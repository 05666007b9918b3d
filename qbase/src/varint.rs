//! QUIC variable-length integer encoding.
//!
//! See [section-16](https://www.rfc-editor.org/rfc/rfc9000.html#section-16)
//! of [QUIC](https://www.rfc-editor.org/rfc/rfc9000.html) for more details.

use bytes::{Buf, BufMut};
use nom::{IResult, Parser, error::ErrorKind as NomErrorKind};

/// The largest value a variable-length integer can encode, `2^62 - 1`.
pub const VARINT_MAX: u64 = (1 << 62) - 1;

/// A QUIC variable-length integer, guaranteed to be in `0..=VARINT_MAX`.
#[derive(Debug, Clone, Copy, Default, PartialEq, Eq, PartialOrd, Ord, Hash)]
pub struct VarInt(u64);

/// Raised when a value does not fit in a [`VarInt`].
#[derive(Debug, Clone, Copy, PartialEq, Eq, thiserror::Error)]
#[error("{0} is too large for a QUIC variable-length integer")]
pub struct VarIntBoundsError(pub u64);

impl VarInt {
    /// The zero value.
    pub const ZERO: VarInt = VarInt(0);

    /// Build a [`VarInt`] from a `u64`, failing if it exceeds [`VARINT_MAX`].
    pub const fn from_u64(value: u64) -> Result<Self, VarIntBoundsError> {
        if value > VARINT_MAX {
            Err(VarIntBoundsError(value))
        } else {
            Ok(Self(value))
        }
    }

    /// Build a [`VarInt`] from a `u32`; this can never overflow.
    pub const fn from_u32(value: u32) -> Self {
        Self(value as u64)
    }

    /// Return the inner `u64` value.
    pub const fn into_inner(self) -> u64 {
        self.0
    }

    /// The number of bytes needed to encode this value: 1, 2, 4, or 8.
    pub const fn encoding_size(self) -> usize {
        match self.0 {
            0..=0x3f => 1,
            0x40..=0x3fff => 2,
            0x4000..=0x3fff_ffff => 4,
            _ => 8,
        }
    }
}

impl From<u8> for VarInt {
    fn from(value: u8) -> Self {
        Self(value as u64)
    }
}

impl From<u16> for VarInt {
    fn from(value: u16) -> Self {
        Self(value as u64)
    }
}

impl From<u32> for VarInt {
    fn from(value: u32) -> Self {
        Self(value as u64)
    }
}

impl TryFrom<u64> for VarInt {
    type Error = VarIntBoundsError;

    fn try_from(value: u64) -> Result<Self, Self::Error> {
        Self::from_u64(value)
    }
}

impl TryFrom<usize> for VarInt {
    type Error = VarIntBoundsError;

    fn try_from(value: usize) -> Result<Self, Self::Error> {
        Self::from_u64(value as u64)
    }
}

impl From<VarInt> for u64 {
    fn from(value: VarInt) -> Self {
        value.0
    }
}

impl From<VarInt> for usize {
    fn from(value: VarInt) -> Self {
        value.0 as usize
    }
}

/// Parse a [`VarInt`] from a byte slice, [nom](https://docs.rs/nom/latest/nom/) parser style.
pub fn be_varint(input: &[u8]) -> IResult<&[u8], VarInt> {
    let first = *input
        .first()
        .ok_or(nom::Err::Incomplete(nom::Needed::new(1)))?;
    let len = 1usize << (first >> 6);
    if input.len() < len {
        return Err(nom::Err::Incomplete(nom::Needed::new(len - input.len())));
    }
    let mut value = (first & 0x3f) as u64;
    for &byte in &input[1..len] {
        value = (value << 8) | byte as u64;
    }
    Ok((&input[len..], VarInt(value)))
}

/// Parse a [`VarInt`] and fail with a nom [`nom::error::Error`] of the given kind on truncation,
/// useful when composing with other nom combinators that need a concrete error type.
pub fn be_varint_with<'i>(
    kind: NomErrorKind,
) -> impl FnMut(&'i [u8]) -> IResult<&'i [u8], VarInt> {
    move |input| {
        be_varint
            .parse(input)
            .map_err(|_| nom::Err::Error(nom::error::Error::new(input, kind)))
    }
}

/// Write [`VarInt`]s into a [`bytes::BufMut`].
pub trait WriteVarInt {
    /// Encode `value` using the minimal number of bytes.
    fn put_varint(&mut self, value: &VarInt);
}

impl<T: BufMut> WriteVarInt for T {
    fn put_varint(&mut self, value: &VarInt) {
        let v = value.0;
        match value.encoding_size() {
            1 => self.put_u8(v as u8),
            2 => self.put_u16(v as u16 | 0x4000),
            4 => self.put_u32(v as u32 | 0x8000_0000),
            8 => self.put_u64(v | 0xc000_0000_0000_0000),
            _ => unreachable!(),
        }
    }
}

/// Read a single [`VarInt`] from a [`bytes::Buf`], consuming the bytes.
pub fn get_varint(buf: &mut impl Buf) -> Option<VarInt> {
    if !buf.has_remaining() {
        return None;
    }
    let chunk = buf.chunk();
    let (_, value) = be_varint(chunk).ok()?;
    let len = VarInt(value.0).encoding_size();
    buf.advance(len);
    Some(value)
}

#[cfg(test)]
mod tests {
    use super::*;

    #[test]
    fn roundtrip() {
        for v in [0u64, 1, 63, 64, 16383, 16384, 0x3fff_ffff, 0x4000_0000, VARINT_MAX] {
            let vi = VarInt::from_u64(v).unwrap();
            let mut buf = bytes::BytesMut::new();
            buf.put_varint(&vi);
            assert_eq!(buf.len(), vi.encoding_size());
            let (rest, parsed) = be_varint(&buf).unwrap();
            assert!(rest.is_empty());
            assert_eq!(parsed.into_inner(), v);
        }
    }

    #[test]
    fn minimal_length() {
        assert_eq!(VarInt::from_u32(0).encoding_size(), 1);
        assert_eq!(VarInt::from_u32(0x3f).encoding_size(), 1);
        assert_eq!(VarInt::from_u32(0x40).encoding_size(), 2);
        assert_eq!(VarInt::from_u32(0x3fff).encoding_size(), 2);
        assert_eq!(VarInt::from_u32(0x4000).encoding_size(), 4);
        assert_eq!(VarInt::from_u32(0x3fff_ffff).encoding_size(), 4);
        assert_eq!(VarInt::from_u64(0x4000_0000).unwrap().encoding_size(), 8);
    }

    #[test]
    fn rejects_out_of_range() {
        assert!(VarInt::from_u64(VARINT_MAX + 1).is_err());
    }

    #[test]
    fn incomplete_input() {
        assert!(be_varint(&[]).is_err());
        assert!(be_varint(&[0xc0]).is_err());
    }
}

# Assignment
Print the data above exactly as it was provided.

# Exercise output
repository 05666007b9918b3d
filename qbase/src/varint.rs
//! QUIC variable-length integer encoding.
//!
//! See [section-16](https://www.rfc-editor.org/rfc/rfc9000.html#section-16)
//! of [QUIC](https://www.rfc-editor.org/rfc/rfc9000.html) for more details.

use bytes::{Buf, BufMut};
use nom::{IResult, Parser, error::ErrorKind as NomErrorKind};

/// The largest value a variable-length integer can encode, `2^62 - 1`.
pub const VARINT_MAX: u64 = (1 << 62) - 1;

/// A QUIC variable-length integer, guaranteed to be in `0..=VARINT_MAX`.
#[derive(Debug, Clone, Copy, Default, PartialEq, Eq, PartialOrd, Ord, Hash)]
pub struct VarInt(u64);

/// Raised when a value does not fit in a [`VarInt`].
#[derive(Debug, Clone, Copy, PartialEq, Eq, thiserror::Error)]
#[error("{0} is too large for a QUIC variable-length integer")]
pub struct VarIntBoundsError(pub u64);

impl VarInt {
    /// The zero value.
    pub const ZERO: VarInt = VarInt(0);

    /// Build a [`VarInt`] from a `u64`, failing if it exceeds [`VARINT_MAX`].
    pub const fn from_u64(value: u64) -> Result<Self, VarIntBoundsError> {
        if value > VARINT_MAX {
            Err(VarIntBoundsError(value))
        } else {
            Ok(Self(value))
        }
    }

    /// Build a [`VarInt`] from a `u32`; this can never overflow.
    pub const fn from_u32(value: u32) -> Self {
        Self(value as u64)
    }

    /// Return the inner `u64` value.
    pub const fn into_inner(self) -> u64 {
        self.0
    }

    /// The number of bytes needed to encode this value: 1, 2, 4, or 8.
    pub const fn encoding_size(self) -> usize {
        match self.0 {
            0..=0x3f => 1,
            0x40..=0x3fff => 2,
            0x4000..=0x3fff_ffff => 4,
            _ => 8,
        }
    }
}

impl From<u8> for VarInt {
    fn from(value: u8) -> Self {
        Self(value as u64)
    }
}

impl From<u16> for VarInt {
    fn from(value: u16) -> Self {
        Self(value as u64)
    }
}

impl From<u32> for VarInt {
    fn from(value: u32) -> Self {
        Self(value as u64)
    }
}

impl TryFrom<u64> for VarInt {
    type Error = VarIntBoundsError;

    fn try_from(value: u64) -> Result<Self, Self::Error> {
        Self::from_u64(value)
    }
}

impl TryFrom<usize> for VarInt {
    type Error = VarIntBoundsError;

    fn try_from(value: usize) -> Result<Self, Self::Error> {
        Self::from_u64(value as u64)
    }
}

impl From<VarInt> for u64 {
    fn from(value: VarInt) -> Self {
        value.0
    }
}

impl From<VarInt> for usize {
    fn from(value: VarInt) -> Self {
        value.0 as usize
    }
}

/// Parse a [`VarInt`] from a byte slice, [nom](https://docs.rs/nom/latest/nom/) parser style.
pub fn be_varint(input: &[u8]) -> IResult<&[u8], VarInt> {
    let first = *input
        .first()
        .ok_or(nom::Err::Incomplete(nom::Needed::new(1)))?;
    let len = 1usize << (first >> 6);
    if input.len() < len {
        return Err(nom::Err::Incomplete(nom::Needed::new(len - input.len())));
    }
    let mut value = (first & 0x3f) as u64;
    for &byte in &input[1..len] {
        value = (value << 8) | byte as u64;
    }
    Ok((&input[len..], VarInt(value)))
}

/// Parse a [`VarInt`] and fail with a nom [`nom::error::Error`] of the given kind on truncation,
/// useful when composing with other nom combinators that need a concrete error type.
pub fn be_varint_with<'i>(
    kind: NomErrorKind,
) -> impl FnMut(&'i [u8]) -> IResult<&'i [u8], VarInt> {
    move |input| {
        be_varint
            .parse(input)
            .map_err(|_| nom::Err::Error(nom::error::Error::new(input, kind)))
    }
}

/// Write [`VarInt`]s into a [`bytes::BufMut`].
pub trait WriteVarInt {
    /// Encode `value` using the minimal number of bytes.
    fn put_varint(&mut self, value: &VarInt);
}

impl<T: BufMut> WriteVarInt for T {
    fn put_varint(&mut self, value: &VarInt) {
        let v = value.0;
        match value.encoding_size() {
            1 => self.put_u8(v as u8),
            2 => self.put_u16(v as u16 | 0x4000),
            4 => self.put_u32(v as u32 | 0x8000_0000),
            8 => self.put_u64(v | 0xc000_0000_0000_0000),
            _ => unreachable!(),
        }
    }
}

/// Read a single [`VarInt`] from a [`bytes::Buf`], consuming the bytes.
pub fn get_varint(buf: &mut impl Buf) -> Option<VarInt> {
    if !buf.has_remaining() {
        return None;
    }
    let chunk = buf.chunk();
    let (_, value) = be_varint(chunk).ok()?;
    let len = VarInt(value.0).encoding_size();
    buf.advance(len);
    Some(value)
}

#[cfg(test)]
mod tests {
    use super::*;

    #[test]
    fn roundtrip() {
        for v in [0u64, 1, 63, 64, 16383, 16384, 0x3fff_ffff, 0x4000_0000, VARINT_MAX] {
            let vi = VarInt::from_u64(v).unwrap();
            let mut buf = bytes::BytesMut::new();
            buf.put_varint(&vi);
            assert_eq!(buf.len(), vi.encoding_size());
            let (rest, parsed) = be_varint(&buf).unwrap();
            assert!(rest.is_empty());
            assert_eq!(parsed.into_inner(), v);
        }
    }

    #[test]
    fn minimal_length() {
        assert_eq!(VarInt::from_u32(0).encoding_size(), 1);
        assert_eq!(VarInt::from_u32(0x3f).encoding_size(), 1);
        assert_eq!(VarInt::from_u32(0x40).encoding_size(), 2);
        assert_eq!(VarInt::from_u32(0x3fff).encoding_size(), 2);
        assert_eq!(VarInt::from_u32(0x4000).encoding_size(), 4);
        assert_eq!(VarInt::from_u32(0x3fff_ffff).encoding_size(), 4);
        assert_eq!(VarInt::from_u64(0x4000_0000).unwrap().encoding_size(), 8);
    }

    #[test]
    fn rejects_out_of_range() {
        assert!(VarInt::from_u64(VARINT_MAX + 1).is_err());
    }

    #[test]
    fn incomplete_input() {
        assert!(be_varint(&[]).is_err());
        assert!(be_varint(&[0xc0]).is_err());
    }
}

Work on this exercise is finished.